Tuesday 27 November 2012

Partnership in Practice [2]

 Investigation Monday 12th November 
Outer Circle Regenerates? : part 2

Privatisation and its associated bus wars and instability came while fbb was busy running a small bus operation on the Isle of Wight. Maintaining even a rudimentary knowledge of omnibological happenings in his former adopted City was out of the question. So what follows is just a hazy recollection. Meadowhell shopping horror complex opened in 1990 adding further complications to the saga.


  Please note : this series of fbb  
 maps is diagrammatic ONLY. It aims 
 to simplify a complex set of data

Suffice it to say that, eventually, the former 2 and 59 routes were further curtailed and became the 1 from Hillsborough to Jordanthorpe with the 2 from Hillsborough to Gleadless and Crystal Peaks making the half hour frequency.

A further slice of the action was then removed to leave the 1 as shown working through on the 39 from Jordanthorpe into the city. This link wamade (and broken!) on several occasions.

The final ignominy of the once-great Outer Circle came in July 2010 with a further curtailment to run from Jordanthorpe ...
... hourly to Meadowhell; joined by route 7 via Norfolk Park maintaining a half hour frequency from Elm Tree via Price of Wales Road to the shopping centre.
Other parts of the circle are mostly served by different routes with Manchester Road carrying only occasional country routes and Rivelin Valley Road left with a very minimalist route 64.
So, at last we come to the partnership's provision.  Route 17 dates from 1957 when it replaced a tram service from Sheffield Lane Top to City via Attercliffe, as shown in this 1961 map.
The route is barely recognisable today.

Immediately before 28th October 2012, service 17 ran from Meersbrook via City to Hillsborough, then via Parson Cross, Sheffield Lane Top and, using its 1957 route to Grimesthorpe, finished at Meadowhell. Route 39 ran from Jordanthorpe via Meersbrook to City.

The 17 must be one of the most mucked-about-with Sheffield bus routes; having been extended at both ends at various times, diverted, circularised, uncircularised, linked and de-linked. A history of the 17 would fill several closely printed volumes and would be very boring indeed. [possibly even more boring than this blog?]
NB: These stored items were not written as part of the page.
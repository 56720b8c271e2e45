use crate::config::AppConfig;
use jsonwebtoken::{DecodingKey, EncodingKey, Header, Validation, decode, encode};
use serde::{Deserialize, Serialize};

// JWT Claims 结构体
//
// 令牌由统一身份系统签发，本服务只做校验。
#[derive(Debug, Clone, Serialize, Deserialize)]
pub struct Claims {
    pub sub: String,        // Subject (user ID)
    pub role: String,       // 用户角色
    pub token_type: String, // token类型，本服务只接受 "access"
    pub exp: usize,         // Expiration time (时间戳)
    pub iat: usize,         // Issued at (签发时间)
}

pub struct JwtUtils;

impl JwtUtils {
    fn get_secret() -> String {
        AppConfig::get().jwt.secret.clone()
    }

    // 生成 Access Token（本地调试和测试用）
    pub fn generate_access_token(
        user_id: i64,
        role: &str,
    ) -> Result<String, jsonwebtoken::errors::Error> {
        let config = AppConfig::get();
        Self::generate_token_with_expiry(
            user_id,
            role,
            "access",
            chrono::Duration::minutes(config.jwt.access_token_expiry),
        )
    }

    pub fn generate_token_with_expiry(
        user_id: i64,
        role: &str,
        token_type: &str,
        expiry_duration: chrono::Duration,
    ) -> Result<String, jsonwebtoken::errors::Error> {
        let now = chrono::Utc::now();
        let expiration = now + expiry_duration;

        let claims = Claims {
            sub: user_id.to_string(),
            role: role.to_string(),
            token_type: token_type.to_string(),
            exp: expiration.timestamp() as usize,
            iat: now.timestamp() as usize,
        };

        let secret = Self::get_secret();
        let encoding_key = EncodingKey::from_secret(secret.as_ref());

        encode(&Header::default(), &claims, &encoding_key)
    }

    // 验证 JWT token
    pub fn verify_token(token: &str) -> Result<Claims, jsonwebtoken::errors::Error> {
        let secret = Self::get_secret();
        let decoding_key = DecodingKey::from_secret(secret.as_ref());
        let validation = Validation::default();

        decode::<Claims>(token, &decoding_key, &validation).map(|token_data| token_data.claims)
    }

    // 验证 token 是否为指定类型
    pub fn verify_token_type(
        token: &str,
        expected_type: &str,
    ) -> Result<Claims, jsonwebtoken::errors::Error> {
        let claims = Self::verify_token(token)?;
        if claims.token_type != expected_type {
            return Err(jsonwebtoken::errors::Error::from(
                jsonwebtoken::errors::ErrorKind::InvalidToken,
            ));
        }
        Ok(claims)
    }

    // 验证 Access Token
    pub fn verify_access_token(token: &str) -> Result<Claims, jsonwebtoken::errors::Error> {
        Self::verify_token_type(token, "access")
    }

    pub fn decode_token(token: &str) -> Result<Claims, jsonwebtoken::errors::Error> {
        Self::verify_token(token)
    }
}

#[cfg(test)]
mod tests {
    use super::*;

    #[test]
    fn test_generate_and_verify_access_token() {
        let token = JwtUtils::generate_access_token(42, "student").unwrap();
        let claims = JwtUtils::verify_access_token(&token).unwrap();
        assert_eq!(claims.sub, "42");
        assert_eq!(claims.role, "student");
        assert_eq!(claims.token_type, "access");
    }

    #[test]
    fn test_reject_wrong_token_type() {
        let token = JwtUtils::generate_token_with_expiry(
            42,
            "student",
            "refresh",
            chrono::Duration::minutes(5),
        )
        .unwrap();
        assert!(JwtUtils::verify_access_token(&token).is_err());
    }

    #[test]
    fn test_reject_expired_token() {
        let token = JwtUtils::generate_token_with_expiry(
            42,
            "student",
            "access",
            chrono::Duration::seconds(-120),
        )
        .unwrap();
        assert!(JwtUtils::verify_access_token(&token).is_err());
    }

    #[test]
    fn test_reject_garbage_token() {
        assert!(JwtUtils::verify_access_token("not-a-jwt").is_err());
    }
}
pub mod shutdown;
pub mod startup;
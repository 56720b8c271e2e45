//! 用户实体

use sea_orm::entity::prelude::*;

#[derive(Clone, Debug, PartialEq, DeriveEntityModel)]
#[sea_orm(table_name = "users")]
pub struct Model {
    #[sea_orm(primary_key)]
    pub id: i64,
    #[sea_orm(unique)]
    pub username: String,
    #[sea_orm(unique)]
    pub email: String,
    pub role: String,
    pub status: String,
    pub display_name: Option<String>,
    pub current_promotion_id: Option<i64>,
    pub last_login: Option<i64>,
    pub created_at: i64,
    pub updated_at: i64,
}

#[derive(Copy, Clone, Debug, EnumIter, DeriveRelation)]
pub enum Relation {
    #[sea_orm(has_many = "super::promotion_progress::Entity")]
    PromotionProgress,
    #[sea_orm(has_many = "super::submissions::Entity")]
    Submissions,
}

impl Related<super::promotion_progress::Entity> for Entity {
    fn to() -> RelationDef {
        Relation::PromotionProgress.def()
    }
}

impl Related<super::submissions::Entity> for Entity {
    fn to() -> RelationDef {
        Relation::Submissions.def()
    }
}

impl ActiveModelBehavior for ActiveModel {}

// 从数据库模型转换为业务模型
impl Model {
    pub fn into_user(self) -> crate::models::users::entities::User {
        use crate::models::users::entities::{User, UserRole, UserStatus};
        use chrono::{DateTime, Utc};

        User {
            id: self.id,
            username: self.username,
            email: self.email,
            role: self.role.parse::<UserRole>().unwrap_or(UserRole::Student),
            status: self
                .status
                .parse::<UserStatus>()
                .unwrap_or(UserStatus::Active),
            display_name: self.display_name,
            current_promotion_id: self.current_promotion_id,
            last_login: self
                .last_login
                .map(|ts| DateTime::<Utc>::from_timestamp(ts, 0).unwrap_or_default()),
            created_at: DateTime::<Utc>::from_timestamp(self.created_at, 0).unwrap_or_default(),
            updated_at: DateTime::<Utc>::from_timestamp(self.updated_at, 0).unwrap_or_default(),
        }
    }
}
use serde::{Deserialize, Serialize};
use ts_rs::TS;

// 班期状态
#[derive(Debug, Clone, Serialize, PartialEq, TS)]
#[serde(rename_all = "snake_case")]
#[ts(export, export_to = "../frontend/src/types/generated/promotion.ts")]
pub enum PromotionStatus {
    Active,   // 进行中
    Archived, // 已归档
}

impl<'de> Deserialize<'de> for PromotionStatus {
    fn deserialize<D>(deserializer: D) -> Result<Self, D::Error>
    where
        D: serde::Deserializer<'de>,
    {
        let s = String::deserialize(deserializer)?;
        match s.as_str() {
            "active" => Ok(PromotionStatus::Active),
            "archived" => Ok(PromotionStatus::Archived),
            _ => Err(serde::de::Error::custom(format!(
                "无效的班期状态: '{s}'. 支持的状态: active, archived"
            ))),
        }
    }
}

impl std::fmt::Display for PromotionStatus {
    fn fmt(&self, f: &mut std::fmt::Formatter<'_>) -> std::fmt::Result {
        match self {
            PromotionStatus::Active => write!(f, "active"),
            PromotionStatus::Archived => write!(f, "archived"),
        }
    }
}

impl std::str::FromStr for PromotionStatus {
    type Err = String;

    fn from_str(s: &str) -> Result<Self, Self::Err> {
        match s {
            "active" => Ok(PromotionStatus::Active),
            "archived" => Ok(PromotionStatus::Archived),
            _ => Err(format!("Invalid promotion status: {s}")),
        }
    }
}

// 班期实体
//
// 一个班期 = 一届学生 + 固定的课程列表（多对多关系挂在 course_ids 上）。
// 学生名单通过 users.current_promotion_id 反查。
#[derive(Debug, Clone, Serialize, Deserialize, TS)]
#[ts(export, export_to = "../frontend/src/types/generated/promotion.ts")]
pub struct Promotion {
    pub id: i64,
    pub name: String,
    #[serde(default)]
    pub course_ids: Vec<i64>,
    pub status: PromotionStatus,
    pub created_at: chrono::DateTime<chrono::Utc>,
    pub updated_at: chrono::DateTime<chrono::Utc>,
}
//! LPSystem - 学习进度仪表盘与分析服务
//!
//! 基于 Actix Web 构建的教育平台进度聚合后端：
//! 学生/教师/管理员仪表盘、课程分析、幂等进度上报。
//!
//! # 架构
//! - `cache`: 缓存层（Moka/Redis）
//! - `config`: 配置管理
//! - `entity`: SeaORM 数据库实体
//! - `errors`: 统一错误处理
//! - `middlewares`: 认证授权中间件
//! - `models`: 数据模型定义
//! - `routes`: API 路由层
//! - `runtime`: 运行时生命周期管理
//! - `services`: 聚合与进度合并逻辑
//! - `storage`: 数据存储层（SeaORM / 内存）
//! - `utils`: 工具函数

pub mod cache;
pub mod config;
pub mod entity;
pub mod errors;
pub mod middlewares;
pub mod models;
pub mod routes;
pub mod runtime;
pub mod services;
pub mod storage;
pub mod utils;
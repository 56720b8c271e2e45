//! 预导入模块，方便使用

pub use super::courses::{ActiveModel as CourseActiveModel, Entity as Courses, Model as CourseModel};
pub use super::promotion_progress::{
    ActiveModel as PromotionProgressActiveModel, Entity as PromotionProgressRecords,
    Model as PromotionProgressModel,
};
pub use super::promotions::{
    ActiveModel as PromotionActiveModel, Entity as Promotions, Model as PromotionModel,
};
pub use super::submissions::{
    ActiveModel as SubmissionActiveModel, Entity as Submissions, Model as SubmissionModel,
};
pub use super::users::{ActiveModel as UserActiveModel, Entity as Users, Model as UserModel};
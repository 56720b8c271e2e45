use super::SeaOrmStorage;
use crate::entity::submissions::{Column, Entity as Submissions};
use crate::errors::{LPSystemError, Result};
use crate::models::submissions::entities::ExerciseSubmission;
use sea_orm::{ColumnTrait, EntityTrait, PaginatorTrait, QueryFilter, QueryOrder};

impl SeaOrmStorage {
    /// 列出学生的全部提交
    pub async fn find_submissions_by_student_impl(
        &self,
        student_id: i64,
    ) -> Result<Vec<ExerciseSubmission>> {
        let result = Submissions::find()
            .filter(Column::StudentId.eq(student_id))
            .order_by_desc(Column::SubmittedAt)
            .all(&self.db)
            .await
            .map_err(|e| LPSystemError::database_operation(format!("查询学生提交失败: {e}")))?;

        Ok(result.into_iter().map(|m| m.into_submission()).collect())
    }

    /// 列出命中练习ID集合的提交
    pub async fn find_submissions_by_exercise_ids_impl(
        &self,
        exercise_ids: &[String],
    ) -> Result<Vec<ExerciseSubmission>> {
        if exercise_ids.is_empty() {
            return Ok(Vec::new());
        }

        let result = Submissions::find()
            .filter(Column::ExerciseId.is_in(exercise_ids.iter().cloned()))
            .order_by_desc(Column::SubmittedAt)
            .all(&self.db)
            .await
            .map_err(|e| LPSystemError::database_operation(format!("查询练习提交失败: {e}")))?;

        Ok(result.into_iter().map(|m| m.into_submission()).collect())
    }

    /// 统计提交总数
    pub async fn count_submissions_impl(&self) -> Result<i64> {
        let count = Submissions::find()
            .count(&self.db)
            .await
            .map_err(|e| {
                LPSystemError::database_operation(format!("统计提交数量失败: {e}"))
            })?;

        Ok(count as i64)
    }
}
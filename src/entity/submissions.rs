//! 练习提交实体

use sea_orm::entity::prelude::*;

#[derive(Clone, Debug, PartialEq, DeriveEntityModel)]
#[sea_orm(table_name = "submissions")]
pub struct Model {
    #[sea_orm(primary_key)]
    pub id: i64,
    pub student_id: i64,
    pub course_id: i64,
    pub exercise_id: String,
    pub submitted_at: i64,
    pub score: Option<f64>,
    pub is_correct: Option<bool>,
    pub graded_at: Option<i64>,
}

#[derive(Copy, Clone, Debug, EnumIter, DeriveRelation)]
pub enum Relation {
    #[sea_orm(
        belongs_to = "super::users::Entity",
        from = "Column::StudentId",
        to = "super::users::Column::Id"
    )]
    Student,
    #[sea_orm(
        belongs_to = "super::courses::Entity",
        from = "Column::CourseId",
        to = "super::courses::Column::Id"
    )]
    Course,
}

impl Related<super::users::Entity> for Entity {
    fn to() -> RelationDef {
        Relation::Student.def()
    }
}

impl Related<super::courses::Entity> for Entity {
    fn to() -> RelationDef {
        Relation::Course.def()
    }
}

impl ActiveModelBehavior for ActiveModel {}

// 从数据库模型转换为业务模型
impl Model {
    pub fn into_submission(self) -> crate::models::submissions::entities::ExerciseSubmission {
        use crate::models::submissions::entities::ExerciseSubmission;
        use chrono::{DateTime, Utc};

        ExerciseSubmission {
            id: self.id,
            student_id: self.student_id,
            course_id: self.course_id,
            exercise_id: self.exercise_id,
            submitted_at: DateTime::<Utc>::from_timestamp(self.submitted_at, 0)
                .unwrap_or_default(),
            score: self.score,
            is_correct: self.is_correct,
            graded_at: self
                .graded_at
                .map(|ts| DateTime::<Utc>::from_timestamp(ts, 0).unwrap_or_default()),
        }
    }
}
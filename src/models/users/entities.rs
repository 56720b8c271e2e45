use serde::{Deserialize, Serialize};
use ts_rs::TS;

// 用户角色
#[derive(Debug, Clone, Serialize, PartialEq, TS)]
#[serde(rename_all = "snake_case")]
#[ts(export, export_to = "../frontend/src/types/generated/user.ts")]
pub enum UserRole {
    Student, // 学生
    Teacher, // 教师
    Staff,   // 教务
    Admin,   // 管理员
}

impl UserRole {
    pub const STUDENT: &'static str = "student";
    pub const TEACHER: &'static str = "teacher";
    pub const STAFF: &'static str = "staff";
    pub const ADMIN: &'static str = "admin";

    pub fn admin_roles() -> &'static [&'static UserRole] {
        &[&Self::Admin]
    }
    pub fn teacher_roles() -> &'static [&'static UserRole] {
        &[&Self::Teacher, &Self::Staff, &Self::Admin]
    }
    pub fn all_roles() -> &'static [&'static UserRole] {
        &[&Self::Student, &Self::Teacher, &Self::Staff, &Self::Admin]
    }
}

impl<'de> Deserialize<'de> for UserRole {
    fn deserialize<D>(deserializer: D) -> Result<Self, D::Error>
    where
        D: serde::Deserializer<'de>,
    {
        let s = String::deserialize(deserializer)?;
        match s.as_str() {
            UserRole::STUDENT => Ok(UserRole::Student),
            UserRole::TEACHER => Ok(UserRole::Teacher),
            UserRole::STAFF => Ok(UserRole::Staff),
            UserRole::ADMIN => Ok(UserRole::Admin),
            _ => Err(serde::de::Error::custom(format!(
                "无效的用户角色: '{s}'. 支持的角色: student, teacher, staff, admin"
            ))),
        }
    }
}

impl std::fmt::Display for UserRole {
    fn fmt(&self, f: &mut std::fmt::Formatter<'_>) -> std::fmt::Result {
        match self {
            UserRole::Student => write!(f, "{}", UserRole::STUDENT),
            UserRole::Teacher => write!(f, "{}", UserRole::TEACHER),
            UserRole::Staff => write!(f, "{}", UserRole::STAFF),
            UserRole::Admin => write!(f, "{}", UserRole::ADMIN),
        }
    }
}

impl std::str::FromStr for UserRole {
    type Err = String;

    fn from_str(s: &str) -> Result<Self, Self::Err> {
        match s {
            "student" => Ok(UserRole::Student),
            "teacher" => Ok(UserRole::Teacher),
            "staff" => Ok(UserRole::Staff),
            "admin" => Ok(UserRole::Admin),
            _ => Err(format!("Invalid user role: {s}")),
        }
    }
}

// 用户状态
#[derive(Debug, Clone, Serialize, PartialEq, TS)]
#[serde(rename_all = "snake_case")]
#[ts(export, export_to = "../frontend/src/types/generated/user.ts")]
pub enum UserStatus {
    Active,    // 活跃
    Inactive,  // 非活跃
    Suspended, // 暂停
}

impl<'de> Deserialize<'de> for UserStatus {
    fn deserialize<D>(deserializer: D) -> Result<Self, D::Error>
    where
        D: serde::Deserializer<'de>,
    {
        let s = String::deserialize(deserializer)?;
        match s.as_str() {
            "active" => Ok(UserStatus::Active),
            "inactive" => Ok(UserStatus::Inactive),
            "suspended" => Ok(UserStatus::Suspended),
            _ => Err(serde::de::Error::custom(format!(
                "无效的用户状态: '{s}'. 支持的状态: active, inactive, suspended"
            ))),
        }
    }
}

impl std::fmt::Display for UserStatus {
    fn fmt(&self, f: &mut std::fmt::Formatter<'_>) -> std::fmt::Result {
        match self {
            UserStatus::Active => write!(f, "active"),
            UserStatus::Inactive => write!(f, "inactive"),
            UserStatus::Suspended => write!(f, "suspended"),
        }
    }
}

impl std::str::FromStr for UserStatus {
    type Err = String;

    fn from_str(s: &str) -> Result<Self, Self::Err> {
        match s {
            "active" => Ok(UserStatus::Active),
            "inactive" => Ok(UserStatus::Inactive),
            "suspended" => Ok(UserStatus::Suspended),
            _ => Err(format!("Invalid user status: {s}")),
        }
    }
}

// 用户实体
//
// 由外部身份系统维护，本服务只读。`current_promotion_id` 指向学生
// 当前所在班期，教师/管理员该字段为 None。
#[derive(Debug, Clone, Serialize, Deserialize, TS)]
#[ts(export, export_to = "../frontend/src/types/generated/user.ts")]
pub struct User {
    pub id: i64,
    pub username: String,
    pub email: String,
    pub role: UserRole,
    pub status: UserStatus,
    pub display_name: Option<String>,
    pub current_promotion_id: Option<i64>,
    pub last_login: Option<chrono::DateTime<chrono::Utc>>,
    pub created_at: chrono::DateTime<chrono::Utc>,
    pub updated_at: chrono::DateTime<chrono::Utc>,
}
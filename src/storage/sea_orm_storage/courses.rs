use super::SeaOrmStorage;
use crate::entity::courses::{Column, Entity as Courses};
use crate::errors::{LPSystemError, Result};
use crate::models::courses::entities::Course;
use sea_orm::{ColumnTrait, Condition, EntityTrait, PaginatorTrait, QueryFilter, QueryOrder};

impl SeaOrmStorage {
    /// 通过 ID 获取课程
    pub async fn find_course_by_id_impl(&self, id: i64) -> Result<Option<Course>> {
        let result = Courses::find_by_id(id)
            .one(&self.db)
            .await
            .map_err(|e| LPSystemError::database_operation(format!("查询课程失败: {e}")))?;

        Ok(result.map(|m| m.into_course()))
    }

    /// 批量获取课程
    pub async fn find_courses_by_ids_impl(&self, ids: &[i64]) -> Result<Vec<Course>> {
        if ids.is_empty() {
            return Ok(Vec::new());
        }

        let result = Courses::find()
            .filter(Column::Id.is_in(ids.iter().copied()))
            .all(&self.db)
            .await
            .map_err(|e| LPSystemError::database_operation(format!("批量查询课程失败: {e}")))?;

        Ok(result.into_iter().map(|m| m.into_course()).collect())
    }

    /// 列出某用户作为讲师或协作者的课程
    ///
    /// collaborator_ids 是 JSON 文本列，SQL 侧只做粗匹配，
    /// 解析后在 Rust 侧做精确过滤（避免 "2" 命中 "12"）。
    pub async fn find_courses_by_instructor_or_collaborator_impl(
        &self,
        user_id: i64,
    ) -> Result<Vec<Course>> {
        let result = Courses::find()
            .filter(
                Condition::any()
                    .add(Column::InstructorId.eq(user_id))
                    .add(Column::CollaboratorIds.contains(user_id.to_string())),
            )
            .order_by_asc(Column::Id)
            .all(&self.db)
            .await
            .map_err(|e| LPSystemError::database_operation(format!("查询教师课程失败: {e}")))?;

        Ok(result
            .into_iter()
            .map(|m| m.into_course())
            .filter(|c| c.instructor_id == user_id || c.collaborator_ids.contains(&user_id))
            .collect())
    }

    /// 统计课程总数
    pub async fn count_courses_impl(&self) -> Result<i64> {
        let count = Courses::find()
            .count(&self.db)
            .await
            .map_err(|e| LPSystemError::database_operation(format!("统计课程数量失败: {e}")))?;

        Ok(count as i64)
    }
}
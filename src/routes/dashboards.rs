use actix_web::{HttpRequest, HttpResponse, Result as ActixResult, web};
use once_cell::sync::Lazy;

use crate::middlewares::{self, RequireJWT};
use crate::models::users::entities::UserRole;
use crate::models::{ApiResponse, ErrorCode};
use crate::services::DashboardService;
use crate::utils::SafeStudentIdI64;

// 懒加载的全局 DashboardService 实例
static DASHBOARD_SERVICE: Lazy<DashboardService> = Lazy::new(DashboardService::new_lazy);

// 学生仪表盘
pub async fn get_student_dashboard(
    req: HttpRequest,
    path: SafeStudentIdI64,
) -> ActixResult<HttpResponse> {
    DASHBOARD_SERVICE.get_student_dashboard(&req, path.0).await
}

// 教师仪表盘（以当前登录用户为准，不接受路径参数）
pub async fn get_teacher_dashboard(req: HttpRequest) -> ActixResult<HttpResponse> {
    let teacher_id = match RequireJWT::extract_user_id(&req) {
        Some(id) => id,
        None => {
            return Ok(HttpResponse::Unauthorized().json(ApiResponse::error_empty(
                ErrorCode::Unauthorized,
                "无法获取用户信息",
            )));
        }
    };

    DASHBOARD_SERVICE.get_teacher_dashboard(&req, teacher_id).await
}

// 管理员仪表盘
pub async fn get_admin_dashboard(req: HttpRequest) -> ActixResult<HttpResponse> {
    DASHBOARD_SERVICE.get_admin_dashboard(&req).await
}

// 配置路由
pub fn configure_dashboard_routes(cfg: &mut web::ServiceConfig) {
    cfg.service(
        web::scope("/api/v1/dashboards")
            .wrap(middlewares::RequireJWT)
            // 学生仪表盘 - 所有登录用户可访问
            .service(
                web::resource("/student/{student_id}")
                    .route(web::get().to(get_student_dashboard)),
            )
            // 教师仪表盘 - 仅教师和管理员
            .service(
                web::resource("/teacher")
                    .route(web::get().to(get_teacher_dashboard))
                    .wrap(middlewares::RequireRole::new_any(UserRole::teacher_roles())),
            )
            // 管理员仪表盘 - 仅管理员
            .service(
                web::resource("/admin")
                    .route(web::get().to(get_admin_dashboard))
                    .wrap(middlewares::RequireRole::new_any(UserRole::admin_roles())),
            ),
    );
}
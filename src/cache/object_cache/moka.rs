use async_trait::async_trait;
use moka::future::Cache;
use tracing::debug;

use crate::cache::{CacheResult, ObjectCache};
use crate::config::AppConfig;
use crate::declare_object_cache_plugin;

declare_object_cache_plugin!("moka", MokaCacheWrapper);

/// 进程内缓存后端
pub struct MokaCacheWrapper {
    inner: Cache<String, String>,
}

impl MokaCacheWrapper {
    pub fn new() -> Result<Self, String> {
        let config = AppConfig::get();
        Ok(Self::new_with_capacity(
            config.cache.memory.max_capacity,
            config.cache.default_ttl,
        ))
    }

    /// 按指定容量和 TTL 创建（测试用，不读全局配置）
    pub fn new_with_capacity(max_capacity: u64, ttl_secs: u64) -> Self {
        let inner = Cache::builder()
            .max_capacity(max_capacity)
            .time_to_live(std::time::Duration::from_secs(ttl_secs))
            .build();

        debug!("MokaCacheWrapper 初始化，容量上限: {}", max_capacity);
        Self { inner }
    }
}

#[async_trait]
impl ObjectCache for MokaCacheWrapper {
    async fn get_raw(&self, key: &str) -> CacheResult<String> {
        if let Some(value) = self.inner.get(key).await {
            CacheResult::Found(value)
        } else {
            CacheResult::NotFound
        }
    }

    async fn insert_raw(&self, key: String, value: String, ttl: u64) {
        // Moka 的 TTL 在构建时全局设置，单条 ttl 参数被忽略
        if ttl != 0 {
            debug!("Moka 缓存不支持单条 TTL，使用全局 TTL 配置");
        }
        self.inner.insert(key, value).await;
    }

    async fn remove(&self, key: &str) {
        self.inner.invalidate(key).await;
    }

    async fn invalidate_all(&self) {
        self.inner.invalidate_all();
    }
}

#[cfg(test)]
mod tests {
    use super::*;

    #[tokio::test]
    async fn test_insert_get_remove() {
        let cache = MokaCacheWrapper::new_with_capacity(16, 60);

        assert_eq!(cache.get_raw("k").await, CacheResult::NotFound);

        cache.insert_raw("k".to_string(), "v".to_string(), 0).await;
        assert_eq!(
            cache.get_raw("k").await,
            CacheResult::Found("v".to_string())
        );

        cache.remove("k").await;
        assert_eq!(cache.get_raw("k").await, CacheResult::NotFound);
    }
}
In all these alterations only the little bit  between Sheffield Lane Top and the Grimesthorpe area as shown on the maps has remained as unchanging as the Laws of the Medes and Persians. So take the pre-partnership 17, chop it into two bits and join it with what was the service 1 and you have created something like a new non-circling circular which is beginning to look like "déja vu" for a significant part of the good old routes 2 and 3!.
A ride from Hillsborough to City takes a massive two hours and 24 minutes which makes it the longest Sheffield City bus route since the demise of the 3 hour Outer Circle in 1970. The decircled route 2 took a modest 1 hour and 59 minutes as shown in yesterday's blog (read again).
When the new 17 whizzed past fbb on Monday November 12th at 0930 it carried the heavy load of 2 persons. Maybe the 17 will be re-organised yet again?

But there is a point to this complex story. Will the worthy citizens of Sheffield be able to grasp the intricacies of this new route, representing, as it does, about the 5th re-organisation of these corridors in as many years? How many passengers are lost every time something "clever" like this is dreamed up by the scheduling teams?

And would it not have been a good idea to renumber the whole lot? Service 3 would have been historically appropriate. And, SYPTE, please don't tell fbb that you like to keep numbers intact for the benefit of the regular customer. You have renumbered the 72 Shirecliffe service as service 2 when the route hasn't changed one iota; it's just lost the end bit!

Never mind; please peruse a timetable extract.
Alternativerly, the full service 17 leaflet can be explored (here). Enjoy!

And from Tom Robinson, of the Sheffield Transport Study Group, a memory of a "real bus" on the original Outer Circle snapped here at Elm Tree.
Thanks, Tom.

Fat Bus Bloke's Bible Blog takes a look at Noah's floating box
aka The Ark (read here)

 Next Bus Blog : Wednesday 28th November 

1 comment:

  1. When I lived in Sheffield in 1999 the 2/59 was still intact (and the choice of numbers seemed quite odd to me...) but the 2 was withdrawn from Sandygate shortly thereafter.